» **Assignment**
In the records below, the line with "#[allow(clippy::unwrap_used)]" opens the range and the line with "for valid in" closes it; print that range exactly and nothing else.
Record extracts section start
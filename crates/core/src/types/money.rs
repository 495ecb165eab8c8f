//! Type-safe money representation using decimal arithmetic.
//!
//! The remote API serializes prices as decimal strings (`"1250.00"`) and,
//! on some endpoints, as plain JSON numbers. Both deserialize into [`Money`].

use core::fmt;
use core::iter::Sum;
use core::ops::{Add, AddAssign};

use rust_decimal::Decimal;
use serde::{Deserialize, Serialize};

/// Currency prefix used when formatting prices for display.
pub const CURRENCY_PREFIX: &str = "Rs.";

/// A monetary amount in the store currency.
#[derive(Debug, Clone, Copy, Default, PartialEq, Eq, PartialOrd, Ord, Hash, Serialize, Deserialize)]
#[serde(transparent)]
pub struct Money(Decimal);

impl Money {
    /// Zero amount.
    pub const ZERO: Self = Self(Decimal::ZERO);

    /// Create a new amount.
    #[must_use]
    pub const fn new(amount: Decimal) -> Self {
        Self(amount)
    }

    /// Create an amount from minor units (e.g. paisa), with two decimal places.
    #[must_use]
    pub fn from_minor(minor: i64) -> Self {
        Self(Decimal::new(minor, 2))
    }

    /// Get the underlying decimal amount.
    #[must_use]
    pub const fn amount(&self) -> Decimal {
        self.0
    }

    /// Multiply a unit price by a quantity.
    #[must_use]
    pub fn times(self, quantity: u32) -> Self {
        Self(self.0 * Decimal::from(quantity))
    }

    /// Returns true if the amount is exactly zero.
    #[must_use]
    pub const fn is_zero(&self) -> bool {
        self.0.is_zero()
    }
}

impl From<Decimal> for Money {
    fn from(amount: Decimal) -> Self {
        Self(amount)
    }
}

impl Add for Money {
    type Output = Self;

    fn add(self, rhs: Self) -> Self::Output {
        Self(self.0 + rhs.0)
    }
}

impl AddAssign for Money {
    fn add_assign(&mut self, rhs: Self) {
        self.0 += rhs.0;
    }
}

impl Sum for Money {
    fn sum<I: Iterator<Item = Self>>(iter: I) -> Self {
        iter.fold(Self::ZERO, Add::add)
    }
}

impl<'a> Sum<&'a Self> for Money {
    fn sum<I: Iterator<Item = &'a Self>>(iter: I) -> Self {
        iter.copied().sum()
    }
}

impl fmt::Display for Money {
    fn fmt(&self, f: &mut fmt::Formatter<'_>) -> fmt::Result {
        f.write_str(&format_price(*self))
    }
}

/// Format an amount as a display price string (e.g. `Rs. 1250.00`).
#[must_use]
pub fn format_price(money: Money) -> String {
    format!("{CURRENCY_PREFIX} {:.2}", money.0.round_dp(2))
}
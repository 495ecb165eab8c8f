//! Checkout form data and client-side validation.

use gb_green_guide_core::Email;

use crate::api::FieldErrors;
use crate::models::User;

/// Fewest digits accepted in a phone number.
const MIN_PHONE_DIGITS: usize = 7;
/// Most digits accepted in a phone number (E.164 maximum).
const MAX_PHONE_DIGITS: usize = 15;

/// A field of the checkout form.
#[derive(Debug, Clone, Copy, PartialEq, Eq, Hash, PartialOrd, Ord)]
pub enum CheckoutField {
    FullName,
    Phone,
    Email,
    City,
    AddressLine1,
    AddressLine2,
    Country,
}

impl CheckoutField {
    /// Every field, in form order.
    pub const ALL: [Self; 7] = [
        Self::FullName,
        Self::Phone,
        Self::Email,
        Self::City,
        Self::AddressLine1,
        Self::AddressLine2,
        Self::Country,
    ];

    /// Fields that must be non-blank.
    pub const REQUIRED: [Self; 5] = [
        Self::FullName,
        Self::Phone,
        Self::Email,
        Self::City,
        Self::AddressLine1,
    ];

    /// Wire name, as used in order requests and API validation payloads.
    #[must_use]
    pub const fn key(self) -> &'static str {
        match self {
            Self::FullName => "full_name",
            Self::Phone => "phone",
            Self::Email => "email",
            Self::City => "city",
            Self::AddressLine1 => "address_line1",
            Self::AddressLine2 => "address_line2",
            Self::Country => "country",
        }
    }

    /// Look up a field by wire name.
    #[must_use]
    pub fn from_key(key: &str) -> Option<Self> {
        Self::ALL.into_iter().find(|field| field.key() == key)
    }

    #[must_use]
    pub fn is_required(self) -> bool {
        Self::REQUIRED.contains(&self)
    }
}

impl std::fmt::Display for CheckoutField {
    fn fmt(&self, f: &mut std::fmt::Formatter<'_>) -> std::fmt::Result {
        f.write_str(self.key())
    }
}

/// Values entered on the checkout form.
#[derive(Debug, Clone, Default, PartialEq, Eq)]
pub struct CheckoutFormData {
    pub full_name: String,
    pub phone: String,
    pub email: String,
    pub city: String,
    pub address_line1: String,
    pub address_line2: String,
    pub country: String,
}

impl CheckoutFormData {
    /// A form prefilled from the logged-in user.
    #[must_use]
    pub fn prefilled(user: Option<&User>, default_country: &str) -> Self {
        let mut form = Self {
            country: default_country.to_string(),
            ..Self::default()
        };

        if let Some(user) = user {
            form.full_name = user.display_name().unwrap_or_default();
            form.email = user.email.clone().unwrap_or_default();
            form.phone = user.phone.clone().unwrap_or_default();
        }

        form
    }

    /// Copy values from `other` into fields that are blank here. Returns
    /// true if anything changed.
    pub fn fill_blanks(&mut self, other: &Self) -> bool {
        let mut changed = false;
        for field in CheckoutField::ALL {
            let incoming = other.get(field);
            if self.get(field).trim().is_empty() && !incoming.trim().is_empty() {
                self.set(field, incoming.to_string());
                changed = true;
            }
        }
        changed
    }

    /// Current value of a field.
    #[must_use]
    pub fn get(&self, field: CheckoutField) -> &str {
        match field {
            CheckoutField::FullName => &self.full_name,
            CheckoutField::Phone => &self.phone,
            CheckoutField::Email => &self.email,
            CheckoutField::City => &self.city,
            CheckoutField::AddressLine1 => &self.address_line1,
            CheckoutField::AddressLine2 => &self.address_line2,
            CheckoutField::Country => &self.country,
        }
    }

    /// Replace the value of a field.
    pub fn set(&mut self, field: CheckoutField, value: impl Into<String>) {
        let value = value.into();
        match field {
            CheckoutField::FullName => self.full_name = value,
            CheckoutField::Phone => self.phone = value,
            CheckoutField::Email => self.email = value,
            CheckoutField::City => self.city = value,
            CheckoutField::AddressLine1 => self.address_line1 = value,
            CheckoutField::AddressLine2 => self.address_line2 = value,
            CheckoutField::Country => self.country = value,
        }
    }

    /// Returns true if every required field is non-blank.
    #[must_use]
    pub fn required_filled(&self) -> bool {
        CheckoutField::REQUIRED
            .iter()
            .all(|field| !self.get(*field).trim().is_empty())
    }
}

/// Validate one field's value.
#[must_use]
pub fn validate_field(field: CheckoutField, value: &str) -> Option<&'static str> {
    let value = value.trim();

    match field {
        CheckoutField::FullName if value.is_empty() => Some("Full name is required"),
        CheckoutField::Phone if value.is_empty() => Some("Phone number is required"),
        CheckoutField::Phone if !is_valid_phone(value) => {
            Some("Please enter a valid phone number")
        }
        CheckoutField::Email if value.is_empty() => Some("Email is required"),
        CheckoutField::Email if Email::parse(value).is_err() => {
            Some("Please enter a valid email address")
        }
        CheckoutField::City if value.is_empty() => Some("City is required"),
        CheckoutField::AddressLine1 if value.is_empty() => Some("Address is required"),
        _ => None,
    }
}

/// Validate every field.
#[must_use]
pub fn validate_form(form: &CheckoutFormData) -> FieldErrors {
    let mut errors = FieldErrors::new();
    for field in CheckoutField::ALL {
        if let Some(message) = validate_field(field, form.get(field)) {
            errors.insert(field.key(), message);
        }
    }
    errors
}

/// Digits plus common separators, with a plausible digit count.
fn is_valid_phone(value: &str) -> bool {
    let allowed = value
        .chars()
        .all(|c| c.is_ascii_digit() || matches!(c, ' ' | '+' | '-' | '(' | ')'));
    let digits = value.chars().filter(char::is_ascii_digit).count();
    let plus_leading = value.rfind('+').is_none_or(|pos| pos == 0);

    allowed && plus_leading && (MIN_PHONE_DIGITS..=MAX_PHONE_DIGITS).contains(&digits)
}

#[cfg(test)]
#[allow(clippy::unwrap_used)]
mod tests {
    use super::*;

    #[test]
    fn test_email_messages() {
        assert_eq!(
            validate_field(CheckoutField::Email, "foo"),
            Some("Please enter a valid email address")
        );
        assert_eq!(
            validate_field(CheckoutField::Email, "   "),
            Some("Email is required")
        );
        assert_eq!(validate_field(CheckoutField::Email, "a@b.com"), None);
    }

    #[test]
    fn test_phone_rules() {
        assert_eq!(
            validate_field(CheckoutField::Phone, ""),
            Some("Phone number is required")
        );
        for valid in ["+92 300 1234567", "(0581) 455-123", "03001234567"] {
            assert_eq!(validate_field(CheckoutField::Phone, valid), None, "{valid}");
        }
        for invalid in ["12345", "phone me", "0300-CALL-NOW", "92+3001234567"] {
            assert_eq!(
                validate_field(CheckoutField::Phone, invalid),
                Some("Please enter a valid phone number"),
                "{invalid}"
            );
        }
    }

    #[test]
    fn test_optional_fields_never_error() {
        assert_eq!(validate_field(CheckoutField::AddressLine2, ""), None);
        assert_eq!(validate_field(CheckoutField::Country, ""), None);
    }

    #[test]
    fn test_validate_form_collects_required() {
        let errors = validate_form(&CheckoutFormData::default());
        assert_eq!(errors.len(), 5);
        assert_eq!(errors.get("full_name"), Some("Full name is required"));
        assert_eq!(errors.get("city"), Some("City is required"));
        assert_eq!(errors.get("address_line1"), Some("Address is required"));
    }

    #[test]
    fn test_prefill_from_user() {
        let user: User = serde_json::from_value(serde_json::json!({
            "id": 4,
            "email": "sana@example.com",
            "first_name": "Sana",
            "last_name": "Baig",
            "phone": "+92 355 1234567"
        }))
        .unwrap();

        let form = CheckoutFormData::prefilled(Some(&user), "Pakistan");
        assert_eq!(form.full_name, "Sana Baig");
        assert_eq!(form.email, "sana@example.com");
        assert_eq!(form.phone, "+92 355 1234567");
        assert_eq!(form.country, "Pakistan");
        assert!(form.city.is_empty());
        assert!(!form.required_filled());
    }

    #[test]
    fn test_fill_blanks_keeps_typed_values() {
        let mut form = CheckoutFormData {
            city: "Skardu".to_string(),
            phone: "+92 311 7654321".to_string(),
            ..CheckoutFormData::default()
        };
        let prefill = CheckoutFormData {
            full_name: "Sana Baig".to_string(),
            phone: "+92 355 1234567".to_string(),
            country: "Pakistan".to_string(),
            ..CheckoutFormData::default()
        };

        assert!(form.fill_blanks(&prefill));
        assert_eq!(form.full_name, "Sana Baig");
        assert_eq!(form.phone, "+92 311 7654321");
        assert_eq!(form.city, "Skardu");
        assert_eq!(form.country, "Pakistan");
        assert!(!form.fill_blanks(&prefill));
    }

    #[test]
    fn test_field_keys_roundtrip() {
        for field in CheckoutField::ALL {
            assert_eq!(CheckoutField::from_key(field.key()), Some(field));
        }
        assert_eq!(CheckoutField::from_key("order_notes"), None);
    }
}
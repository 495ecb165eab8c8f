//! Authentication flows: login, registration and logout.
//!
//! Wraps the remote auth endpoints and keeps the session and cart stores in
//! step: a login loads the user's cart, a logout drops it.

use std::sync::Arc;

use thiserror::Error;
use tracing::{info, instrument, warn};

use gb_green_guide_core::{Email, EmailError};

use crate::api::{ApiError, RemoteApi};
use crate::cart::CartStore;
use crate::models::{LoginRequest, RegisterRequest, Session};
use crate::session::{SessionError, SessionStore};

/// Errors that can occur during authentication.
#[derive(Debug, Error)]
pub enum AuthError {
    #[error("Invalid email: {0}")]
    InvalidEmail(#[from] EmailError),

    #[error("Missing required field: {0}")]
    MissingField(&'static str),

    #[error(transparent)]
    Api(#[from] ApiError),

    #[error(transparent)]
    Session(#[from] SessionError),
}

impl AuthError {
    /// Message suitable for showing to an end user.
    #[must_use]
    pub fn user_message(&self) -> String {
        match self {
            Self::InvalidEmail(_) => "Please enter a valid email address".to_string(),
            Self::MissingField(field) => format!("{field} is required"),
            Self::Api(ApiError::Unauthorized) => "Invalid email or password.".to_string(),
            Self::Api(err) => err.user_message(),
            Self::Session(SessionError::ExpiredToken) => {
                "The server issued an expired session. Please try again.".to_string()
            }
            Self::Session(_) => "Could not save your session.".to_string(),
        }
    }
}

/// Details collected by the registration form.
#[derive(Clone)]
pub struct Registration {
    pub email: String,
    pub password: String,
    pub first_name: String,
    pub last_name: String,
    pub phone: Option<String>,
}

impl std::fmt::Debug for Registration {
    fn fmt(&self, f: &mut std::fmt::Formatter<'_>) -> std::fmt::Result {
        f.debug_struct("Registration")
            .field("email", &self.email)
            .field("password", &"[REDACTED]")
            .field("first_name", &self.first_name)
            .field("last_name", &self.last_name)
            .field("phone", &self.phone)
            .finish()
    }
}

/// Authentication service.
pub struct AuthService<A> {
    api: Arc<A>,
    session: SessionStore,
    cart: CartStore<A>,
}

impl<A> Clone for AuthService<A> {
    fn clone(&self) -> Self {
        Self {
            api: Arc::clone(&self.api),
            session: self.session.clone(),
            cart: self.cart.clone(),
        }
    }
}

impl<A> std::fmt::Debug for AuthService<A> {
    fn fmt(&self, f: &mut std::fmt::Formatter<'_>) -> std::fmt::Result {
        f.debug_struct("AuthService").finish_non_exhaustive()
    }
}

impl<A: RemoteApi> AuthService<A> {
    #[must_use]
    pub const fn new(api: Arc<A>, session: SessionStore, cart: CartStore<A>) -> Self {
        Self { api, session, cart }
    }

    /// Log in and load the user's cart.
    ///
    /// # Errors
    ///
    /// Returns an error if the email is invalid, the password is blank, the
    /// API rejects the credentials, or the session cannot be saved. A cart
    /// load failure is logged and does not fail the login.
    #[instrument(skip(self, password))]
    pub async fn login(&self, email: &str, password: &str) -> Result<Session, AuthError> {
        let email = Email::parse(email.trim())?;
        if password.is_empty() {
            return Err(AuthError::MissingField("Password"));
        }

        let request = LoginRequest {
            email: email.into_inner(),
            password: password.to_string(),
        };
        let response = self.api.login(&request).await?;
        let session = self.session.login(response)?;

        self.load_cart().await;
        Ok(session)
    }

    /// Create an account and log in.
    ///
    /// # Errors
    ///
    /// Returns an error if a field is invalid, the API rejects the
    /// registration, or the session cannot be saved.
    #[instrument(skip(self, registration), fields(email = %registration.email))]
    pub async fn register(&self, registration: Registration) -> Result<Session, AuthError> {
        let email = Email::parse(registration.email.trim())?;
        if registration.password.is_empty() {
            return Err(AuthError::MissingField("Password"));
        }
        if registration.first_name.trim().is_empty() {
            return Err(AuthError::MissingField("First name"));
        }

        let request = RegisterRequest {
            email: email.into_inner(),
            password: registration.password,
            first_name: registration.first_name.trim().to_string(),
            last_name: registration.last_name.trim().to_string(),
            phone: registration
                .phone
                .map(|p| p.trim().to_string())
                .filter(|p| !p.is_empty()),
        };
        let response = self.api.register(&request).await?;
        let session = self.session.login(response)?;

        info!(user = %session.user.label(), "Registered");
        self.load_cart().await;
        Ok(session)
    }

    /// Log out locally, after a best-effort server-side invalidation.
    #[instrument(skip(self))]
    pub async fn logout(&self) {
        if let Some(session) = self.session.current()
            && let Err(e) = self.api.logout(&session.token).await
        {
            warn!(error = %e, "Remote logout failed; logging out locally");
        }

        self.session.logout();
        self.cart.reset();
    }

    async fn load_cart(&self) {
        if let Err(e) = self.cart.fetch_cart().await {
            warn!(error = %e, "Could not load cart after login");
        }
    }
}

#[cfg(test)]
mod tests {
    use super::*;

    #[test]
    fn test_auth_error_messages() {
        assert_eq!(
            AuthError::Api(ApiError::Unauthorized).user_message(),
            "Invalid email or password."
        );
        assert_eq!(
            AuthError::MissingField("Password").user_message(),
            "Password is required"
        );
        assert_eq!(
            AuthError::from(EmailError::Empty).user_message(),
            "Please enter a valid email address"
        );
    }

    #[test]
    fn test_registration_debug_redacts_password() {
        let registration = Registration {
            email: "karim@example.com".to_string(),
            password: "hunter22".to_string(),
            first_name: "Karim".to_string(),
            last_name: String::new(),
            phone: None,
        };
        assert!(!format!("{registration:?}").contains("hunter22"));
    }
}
Record extracts section end
» **Answer**
#[allow(clippy::unwrap_used)]
mod tests {
    use super::*;

    #[test]
    fn test_email_messages() {
        assert_eq!(
            validate_field(CheckoutField::Email, "foo"),
            Some("Please enter a valid email address")
        );
        assert_eq!(
            validate_field(CheckoutField::Email, "   "),
            Some("Email is required")
        );
        assert_eq!(validate_field(CheckoutField::Email, "a@b.com"), None);
    }

    #[test]
    fn test_phone_rules() {
        assert_eq!(
            validate_field(CheckoutField::Phone, ""),
            Some("Phone number is required")
        );
        for valid in ["+92 300 1234567", "(0581) 455-123", "03001234567"] {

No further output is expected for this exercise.